» **Try it**
For the entries below, repeat exactly each line starting with the one that contains "job_id: &str, document: &[u8])" and going on through the one that contains "jobs::enqueue_job(state.db.pool(), job_id, catalog_id)", and no others.
= Beginning of Section =
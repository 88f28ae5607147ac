mod common;

use std::sync::Arc;

use catalog_sync_lib::{
    catalog::fingerprint::sha256_hex,
    core::types::{CatalogParseSummary, CatalogStatus, ChangeType, JobItemStatus, JobStatus, ParseStatus},
    db::repositories::{catalog_items, catalogs, job_items, jobs},
    sidecar::types::LayoutPayload,
    storage::{ObjectStore, DOCUMENT_BUCKET, IMAGE_BUCKET},
    worker, AppState,
};
use common::{bloom_items, catalog_layout, image_bytes_for, json_state, layout_bytes, test_state, ItemSpec};

fn full_layout() -> LayoutPayload {
    catalog_layout(&[bloom_items(100, 16), bloom_items(200, 5)])
}

async fn submit(state: &AppState, catalog_id: &str, job_id: &str, document: &[u8]) {
    let path = format!("uploads/{catalog_id}.layout.json");
    state
        .store
        .upload(DOCUMENT_BUCKET, &path, document)
        .await
        .expect("upload document");
    catalogs::create_catalog(state.db.pool(), catalog_id, &path)
        .await
        .expect("create catalog");
    jobs::enqueue_job(state.db.pool(), job_id, catalog_id)
        .await
        .expect("enqueue job");
}

async fn run_single_job(state: &AppState) {
    assert!(worker::run_once(state).await.expect("worker run"));
    assert!(!worker::run_once(state).await.expect("idle worker run"));
}

async fn parse_summary(state: &AppState, catalog_id: &str) -> CatalogParseSummary {
    let catalog = catalogs::get_catalog(state.db.pool(), catalog_id).await.expect("catalog");
    serde_json::from_value(catalog.parse_summary).expect("parse summary shape")
}

async fn publish(state: &AppState, catalog_id: &str) {
    catalog_items::approve_all_items(state.db.pool(), catalog_id)
        .await
        .expect("approve");
    catalogs::publish_catalog(state.db.pool(), catalog_id)
        .await
        .expect("publish");
}

#[tokio::test]
async fn first_run_parses_every_item_as_new() {
    let dir = tempfile::tempdir().expect("tempdir");
    let state = json_state(dir.path()).await;
    let document = layout_bytes(&full_layout());
    submit(&state, "cat-1", "job-1", &document).await;

    run_single_job(&state).await;

    let job = jobs::get_job(state.db.pool(), "job-1").await.expect("job");
    assert_eq!(job.status, JobStatus::Success);
    assert_eq!(job.progress_label, "complete");
    assert_eq!(job.attempts, 1);
    assert_eq!(job.progress.raw_candidates, 21);
    assert_eq!(job.progress.total_items, 21);
    assert_eq!(job.progress.queued_items, 21);
    assert_eq!(job.progress.processed_items, 21);
    assert_eq!(job.progress.reused_items, 0);
    assert_eq!(job.progress.total_pages, 2);
    assert_eq!(job.progress.progress_percent, 100);

    let catalog = catalogs::get_catalog(state.db.pool(), "cat-1").await.expect("catalog");
    assert_eq!(catalog.parse_status, Some(ParseStatus::NeedsReview));
    assert_eq!(catalog.status, CatalogStatus::Draft);
    assert_eq!(catalog.pdf_sha256.as_deref(), Some(sha256_hex(&document).as_str()));

    let summary = parse_summary(&state, "cat-1").await;
    assert_eq!(summary.new_items, 21);
    assert_eq!(summary.unchanged_items, 0);
    assert_eq!(summary.removed_items, 0);
    assert_eq!(summary.missing_images, 0);
    assert_eq!(summary.baseline_catalog_id, None);
    assert!(summary.capture_verification.capture_verification_passed);
    assert_eq!(summary.capture_verification.expected_items_min, 17);
    assert_eq!(summary.capture_verification.expected_items_max, 32);

    let items = catalog_items::list_items(state.db.pool(), "cat-1").await.expect("items");
    assert_eq!(items.len(), 21);
    for item in &items {
        assert_eq!(item.change_type, ChangeType::New);
        assert!(!item.approved);
        assert!(item.parse_issues.is_empty());
        let prefix = format!("catalog-items/cat-1/{}-", item.sku);
        assert!(item.image_storage_path.starts_with(&prefix), "{}", item.image_storage_path);
        assert!(item.image_storage_path.ends_with(".png"));
        let stored = state
            .store
            .download(IMAGE_BUCKET, &item.image_storage_path)
            .await
            .expect("stored image");
        assert_eq!(stored, image_bytes_for(&item.sku));
    }

    let job_rows = job_items::list_job_items(state.db.pool(), "job-1").await.expect("job items");
    assert_eq!(job_rows.len(), 21);
    assert!(job_rows
        .iter()
        .all(|row| row.status == JobItemStatus::Success && row.attempts == 1));
}

#[tokio::test]
async fn requeued_catalog_reuses_cache_and_replaces_items() {
    let dir = tempfile::tempdir().expect("tempdir");
    let state = json_state(dir.path()).await;
    submit(&state, "cat-1", "job-1", &layout_bytes(&full_layout())).await;
    run_single_job(&state).await;
    let first_items = catalog_items::list_items(state.db.pool(), "cat-1").await.expect("items");

    jobs::enqueue_job(state.db.pool(), "job-2", "cat-1").await.expect("requeue");
    run_single_job(&state).await;

    let job = jobs::get_job(state.db.pool(), "job-2").await.expect("job");
    assert_eq!(job.status, JobStatus::Success);
    assert_eq!(job.progress.reused_items, 21);
    assert_eq!(job.progress.processed_items, 0);
    assert_eq!(job.progress.progress_percent, 100);

    let items = catalog_items::list_items(state.db.pool(), "cat-1").await.expect("items");
    assert_eq!(items, first_items);
}

#[tokio::test]
async fn unchanged_document_against_published_baseline_is_fully_reused() {
    let dir = tempfile::tempdir().expect("tempdir");
    let state = json_state(dir.path()).await;
    let document = layout_bytes(&full_layout());
    submit(&state, "cat-1", "job-1", &document).await;
    run_single_job(&state).await;
    publish(&state, "cat-1").await;
    let baseline_items = catalog_items::list_items(state.db.pool(), "cat-1").await.expect("items");

    submit(&state, "cat-2", "job-2", &document).await;
    run_single_job(&state).await;

    let job = jobs::get_job(state.db.pool(), "job-2").await.expect("job");
    assert_eq!(job.progress.reused_items, 21);
    assert_eq!(job.progress.queued_items, 0);
    assert_eq!(job.progress.processed_items, 0);

    let summary = parse_summary(&state, "cat-2").await;
    assert_eq!(summary.unchanged_items, 21);
    assert_eq!(summary.new_items, 0);
    assert_eq!(summary.updated_items, 0);
    assert_eq!(summary.removed_items, 0);
    assert_eq!(summary.baseline_catalog_id.as_deref(), Some("cat-1"));

    let items = catalog_items::list_items(state.db.pool(), "cat-2").await.expect("items");
    assert_eq!(items.len(), baseline_items.len());
    for (item, previous) in items.iter().zip(&baseline_items) {
        assert_eq!(item.sku, previous.sku);
        assert_eq!(item.change_type, ChangeType::Unchanged);
        assert!(item.approved);
        assert_eq!(item.signature, previous.signature);
        assert_eq!(item.name, previous.name);
        assert_eq!(item.pack, previous.pack);
        assert_eq!(item.upc, previous.upc);
        assert_eq!(item.image_storage_path, previous.image_storage_path);
    }

    let job_rows = job_items::list_job_items(state.db.pool(), "job-2").await.expect("job items");
    assert!(job_rows.iter().all(|row| row.status == JobItemStatus::Reused));
}

#[tokio::test]
async fn edited_document_reports_updated_new_and_removed_items() {
    let dir = tempfile::tempdir().expect("tempdir");
    let state = json_state(dir.path()).await;
    submit(&state, "cat-1", "job-1", &layout_bytes(&full_layout())).await;
    run_single_job(&state).await;
    publish(&state, "cat-1").await;

    let mut first_page = bloom_items(100, 16);
    first_page[0].pack = Some("24/3oz".to_string());
    let mut last_page = bloom_items(200, 5);
    last_page[4] = ItemSpec::new("BLM299", "Sour Sticks 299", "032797000299", "12/3oz");
    submit(&state, "cat-2", "job-2", &layout_bytes(&catalog_layout(&[first_page, last_page]))).await;
    run_single_job(&state).await;

    let job = jobs::get_job(state.db.pool(), "job-2").await.expect("job");
    assert_eq!(job.progress.reused_items, 19);
    assert_eq!(job.progress.processed_items, 2);
    assert_eq!(job.progress.failed_items, 0);

    let summary = parse_summary(&state, "cat-2").await;
    assert_eq!(summary.updated_items, 1);
    assert_eq!(summary.new_items, 1);
    assert_eq!(summary.unchanged_items, 19);
    assert_eq!(summary.removed_items, 1);

    let items = catalog_items::list_items(state.db.pool(), "cat-2").await.expect("items");
    let repacked = items.iter().find(|item| item.sku == "BLM100").expect("BLM100");
    assert_eq!(repacked.change_type, ChangeType::Updated);
    assert_eq!(repacked.pack.as_deref(), Some("24/3oz"));
    assert!(!repacked.approved);
    let added = items.iter().find(|item| item.sku == "BLM299").expect("BLM299");
    assert_eq!(added.change_type, ChangeType::New);
    assert!(items.iter().all(|item| item.sku != "BLM204"));
}

#[tokio::test]
async fn sku_lost_between_passes_fails_only_that_item() {
    let dir = tempfile::tempdir().expect("tempdir");
    let scanned = catalog_layout(&[bloom_items(100, 2)]);
    let parsed = catalog_layout(&[bloom_items(100, 1)]);
    let extractor = Arc::new(common::SequencedExtractor::new(vec![scanned, parsed]));
    let state = test_state(dir.path(), extractor).await;
    submit(&state, "cat-1", "job-1", b"opaque document").await;

    run_single_job(&state).await;

    let job = jobs::get_job(state.db.pool(), "job-1").await.expect("job");
    assert_eq!(job.status, JobStatus::Success);
    assert_eq!(job.progress.processed_items, 1);
    assert_eq!(job.progress.failed_items, 1);
    assert_eq!(job.progress.progress_percent, 100);

    let job_rows = job_items::list_job_items(state.db.pool(), "job-1").await.expect("job items");
    let lost = job_rows.iter().find(|row| row.sku == "BLM101").expect("BLM101 row");
    assert_eq!(lost.status, JobItemStatus::Failed);
    assert_eq!(lost.attempts, 1);
    assert_eq!(lost.error_log.as_deref(), Some("SKU not found in full parse output"));

    let catalog = catalogs::get_catalog(state.db.pool(), "cat-1").await.expect("catalog");
    assert_eq!(catalog.parse_status, Some(ParseStatus::NeedsReview));
    let items = catalog_items::list_items(state.db.pool(), "cat-1").await.expect("items");
    assert_eq!(items.len(), 1);

    catalog_items::approve_all_items(state.db.pool(), "cat-1").await.expect("approve");
    assert!(catalogs::publish_catalog(state.db.pool(), "cat-1").await.is_err());
}

#[tokio::test]
async fn missing_document_fails_job_and_catalog() {
    let dir = tempfile::tempdir().expect("tempdir");
    let state = json_state(dir.path()).await;
    catalogs::create_catalog(state.db.pool(), "cat-1", "uploads/never-uploaded.json")
        .await
        .expect("create catalog");
    jobs::enqueue_job(state.db.pool(), "job-1", "cat-1").await.expect("enqueue");

    run_single_job(&state).await;

    let job = jobs::get_job(state.db.pool(), "job-1").await.expect("job");
    assert_eq!(job.status, JobStatus::Failed);
    assert_eq!(job.progress_label, "failed");
    assert!(job.error_log.expect("error log").contains("never-uploaded.json"));
    assert!(job.finished_at.is_some());

    let catalog = catalogs::get_catalog(state.db.pool(), "cat-1").await.expect("catalog");
    assert_eq!(catalog.parse_status, Some(ParseStatus::Failed));
    assert_eq!(catalog.parse_summary["code"], "NOT_FOUND");
}

#[tokio::test]
async fn malformed_document_fails_with_extraction_error() {
    let dir = tempfile::tempdir().expect("tempdir");
    let state = json_state(dir.path()).await;
    submit(&state, "cat-1", "job-1", b"%PDF-1.7 not a layout dump").await;

    run_single_job(&state).await;

    let job = jobs::get_job(state.db.pool(), "job-1").await.expect("job");
    assert_eq!(job.status, JobStatus::Failed);
    let catalog = catalogs::get_catalog(state.db.pool(), "cat-1").await.expect("catalog");
    assert_eq!(catalog.parse_status, Some(ParseStatus::Failed));
    assert_eq!(catalog.parse_summary["code"], "EXTRACTION_ERROR");
}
= End of Section =
» **Answer for this exercise**
async fn submit(state: &AppState, catalog_id: &str, job_id: &str, document: &[u8]) {
    let path = format!("uploads/{catalog_id}.layout.json");
    state
        .store
        .upload(DOCUMENT_BUCKET, &path, document)
        .await
        .expect("upload document");
    catalogs::create_catalog(state.db.pool(), catalog_id, &path)
        .await
        .expect("create catalog");
    jobs::enqueue_job(state.db.pool(), job_id, catalog_id)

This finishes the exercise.